Des expressions de fausse indignation accueillirent l'audacieuse affirmation.

Son doux visage marqué par l'inquiétude, Agnès leva les yeux. Sur l'assistance, elle promena une fois de plus son regard inquisiteur.

— Il en raffolait de ces sauvages aux pieds nus, continua la voix. 

Guidée par celle-ci, Agnès s'approcha d'un groupe d'invités. Les yeux écarquillés, elle reconnu aussitôt son père. Au centre de ce petit rassemblement, il captait toute l'attention de son auditoire. 

— Des petits bâtards, il en a donc engendré à la pelle, conclut-il triomphant. 

Le regard vitreux, Jean Le Bourgeois se dandinait. Visiblement, il était ivre. Déjà! Constata Agnès avec consternation. Des coudes, la jeune femme chercha à se frayer un chemin jusqu'à lui. Au plus vite, il lui fallait l'emporter loin et l'empêcher de commettre le pire, s'il ne s'en était pas déjà rendu coupable. Mais il était trop tard. Son père, reprenant à nouveau la parole se surpassa dans l'affront.

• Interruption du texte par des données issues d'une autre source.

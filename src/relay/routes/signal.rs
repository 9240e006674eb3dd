// src/relay/routes/signal.rs

use axum::{extract::rejection::JsonRejection, extract::State, Json};
use tracing::warn;

use crate::analysis::{signal, SignalReport};
use crate::models::{SignalRequest, TradeUpdate};
use crate::relay::error::ApiError;
use crate::relay::state::AppState;

/// `POST /api/trade`: indicator-based trade signal for a symbol.
pub async fn trade_signal(
    State(state): State<AppState>,
    body: Result<Json<SignalRequest>, JsonRejection>,
) -> Result<Json<SignalReport>, ApiError> {
    let invalid = || ApiError::BadRequest("Invalid input".into());
    let Json(request) = body.map_err(|_| invalid())?;
    let symbol = request.validated_symbol().ok_or_else(invalid)?;

    let decision = signal::decide(state.broker.as_ref(), &symbol, state.config.candle_count)
        .await
        .inspect_err(|e| warn!(symbol = %symbol, "Signal analysis failed: {:#}", e))?;
    let report = SignalReport::new(&symbol, &decision, request.stop_loss_percent, request.take_profit_percent);

    match serde_json::to_value(&report) {
        Ok(value) => state.publish(TradeUpdate::signal(value)),
        Err(e) => warn!("Signal report not broadcast: {}", e),
    }
    Ok(Json(report))
}
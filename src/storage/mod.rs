// src/storage/mod.rs

pub mod db;
pub mod schema;

pub use db::{insert_failed_trade, insert_filled_trade, list_recent_trades, Db};
pub use schema::TradeRecord;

— Ce qui me paraît fort étonnant, c'est plutôt la folle idée qu'il a eût d'assumer au grand jour son vice en reconnaissant l'un d'eux.

Cette fois, il était allé loin, trop loin. En interceptant le regard  de  celui qu'elle devina être la cible de ses propos honteux, elle le comprit aussitôt. Fort contrarié, l'homme entreprit habilement de remettre son odieux de père à son place.

— Certes, répliqua ce dernier, mais à ce que je sache, cette histoire ne vous concerne ni d'Adam ni d'Ève.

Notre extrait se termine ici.